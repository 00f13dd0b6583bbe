use thiserror::Error;

/// Errors related to the core functionality of the link shortener.
pub type Result<T> = std::result::Result<T, CoreError>;

#[derive(Debug, Clone, PartialEq, Eq, Error)]
pub enum CoreError {
    #[error("invalid settings: {0}")]
    InvalidSettings(String),
}

#[derive(Debug, Clone, Error)]
pub enum StorageError {
    #[error("link already exists: {0}")]
    Conflict(String),
    #[error("storage backend unavailable: {0}")]
    Unavailable(String),
    #[error("storage operation timed out: {0}")]
    Timeout(String),
    #[error("storage query failed: {0}")]
    Query(String),
    #[error("stored data is invalid: {0}")]
    InvalidData(String),
    #[error("storage operation failed: {0}")]
    Operation(String),
    #[error("id space exhausted at {0} links")]
    Exhausted(u64),
}
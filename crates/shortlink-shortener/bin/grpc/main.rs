mod cli;

use crate::cli::{StorageBackendArg, CLI, LOG_FORMAT_ENV};
use anyhow::Context;
use clap::Parser;
use shortlink_core::{LinkSettings, LinkStorage};
use shortlink_proto_schema::v1::link_shortener_server::LinkShortenerServer;
use shortlink_proto_schema::FILE_DESCRIPTOR_SET;
use shortlink_shortener::{LinkService, LinkShortenerGrpcServer};
use shortlink_storage::{InMemoryStorage, PostgresStorage};
use std::net::SocketAddr;
use tonic::transport::Server;
use tracing::{debug, info, warn};
use tracing_subscriber::EnvFilter;

#[tokio::main]
async fn main() -> anyhow::Result<()> {
    // Loaded before the subscriber so `.env` can set RUST_LOG.
    let dotenv = dotenvy::dotenv();
    init_tracing();

    match dotenv {
        Ok(path) => debug!(path = %path.display(), "loaded environment file"),
        Err(err) if err.not_found() => debug!("no .env file found"),
        Err(err) => warn!(error = %err, "failed to load .env file"),
    }

    let config = CLI::try_parse()?;
    let settings = config.link_settings();

    info!(
        listen_addr = %config.listen_addr(),
        storage_backend = %config.storage,
        url_domain = %settings.domain,
        short_len = settings.short_len,
        check_urls = settings.check_urls,
        "starting shortener gRPC server"
    );

    match config.storage {
        StorageBackendArg::InMemory => {
            run_server(config.listen_addr(), InMemoryStorage::new(), settings).await?;
        }
        StorageBackendArg::Postgres => {
            let options = config
                .postgres_options()
                .context("postgres credentials are required when storage backend is postgres")?;
            let storage = PostgresStorage::connect_with(options)
                .await
                .context("failed to connect to postgres")?;
            storage
                .migrate()
                .await
                .context("failed to create the urls table")?;
            run_server(config.listen_addr(), storage, settings).await?;
        }
    }

    Ok(())
}

fn init_tracing() {
    let filter = EnvFilter::try_from_default_env().unwrap_or_else(|_| EnvFilter::new("info"));
    let json = std::env::var(LOG_FORMAT_ENV).is_ok_and(|format| format.eq_ignore_ascii_case("json"));

    let subscriber = tracing_subscriber::fmt().with_env_filter(filter);
    if json {
        subscriber.json().init();
    } else {
        subscriber.init();
    }
}

async fn run_server<S: LinkStorage>(
    listen_addr: SocketAddr,
    storage: S,
    settings: LinkSettings,
) -> anyhow::Result<()> {
    let service = LinkService::new(storage, settings).context("invalid link settings")?;

    let (health_reporter, health_service) = tonic_health::server::health_reporter();
    health_reporter
        .set_serving::<LinkShortenerServer<LinkShortenerGrpcServer<LinkService<S>>>>()
        .await;

    let reflection_service = tonic_reflection::server::Builder::configure()
        .register_encoded_file_descriptor_set(FILE_DESCRIPTOR_SET)
        .register_encoded_file_descriptor_set(tonic_health::pb::FILE_DESCRIPTOR_SET)
        .build_v1()
        .context("failed to build the reflection service")?;

    Server::builder()
        .add_service(health_service)
        .add_service(reflection_service)
        .add_service(LinkShortenerServer::new(LinkShortenerGrpcServer::new(
            service.clone(),
        )))
        .serve_with_shutdown(listen_addr, shutdown_signal())
        .await
        .context("gRPC server failed")?;

    service
        .shutdown()
        .await
        .context("failed to shut down storage")?;
    info!("shortener gRPC server stopped");
    Ok(())
}

async fn shutdown_signal() {
    if let Err(err) = tokio::signal::ctrl_c().await {
        warn!(error = %err, "failed to listen for shutdown signal");
        std::future::pending::<()>().await;
    }
    info!("shutdown signal received");
}
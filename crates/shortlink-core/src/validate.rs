use crate::dictionary::Dictionary;
use crate::settings::LinkSettings;
use url::Url;

/// Structural check of a candidate alias.
///
/// An alias is valid when it has exactly the configured length, parses as a
/// request URI (only when `check_urls` is on), uses only dictionary symbols
/// after the domain prefix, and carries filler symbols only as a left pad in
/// front of at least one digit.
pub fn is_valid_alias(alias: &str, settings: &LinkSettings, dictionary: &Dictionary) -> bool {
    let expected_len = settings.domain.chars().count() + settings.short_len;
    if alias.chars().count() != expected_len {
        return false;
    }

    if settings.check_urls && !is_request_uri(alias) {
        return false;
    }

    let body = alias.replacen(&settings.domain, "", 1);
    if !body.chars().all(|c| dictionary.is_legal(c)) {
        return false;
    }

    let filler = dictionary.filler();
    let digits = body.trim_start_matches(filler);
    !digits.is_empty() && !digits.contains(filler)
}

/// Whether `input` is an absolute URL or an absolute path.
///
/// Fragments are not special-cased; the input is taken as it would arrive
/// in a request line.
pub fn is_request_uri(input: &str) -> bool {
    if input.is_empty() {
        return false;
    }

    if input.starts_with('/') {
        return !input.chars().any(|c| c.is_control() || c == ' ');
    }

    Url::parse(input).is_ok()
}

• [Work required]:
Among the lines above, please find those with "PostgresStorage" and copy them.

• [Finished task]:
use shortlink_storage::{InMemoryStorage, PostgresStorage};
            let storage = PostgresStorage::connect_with(options)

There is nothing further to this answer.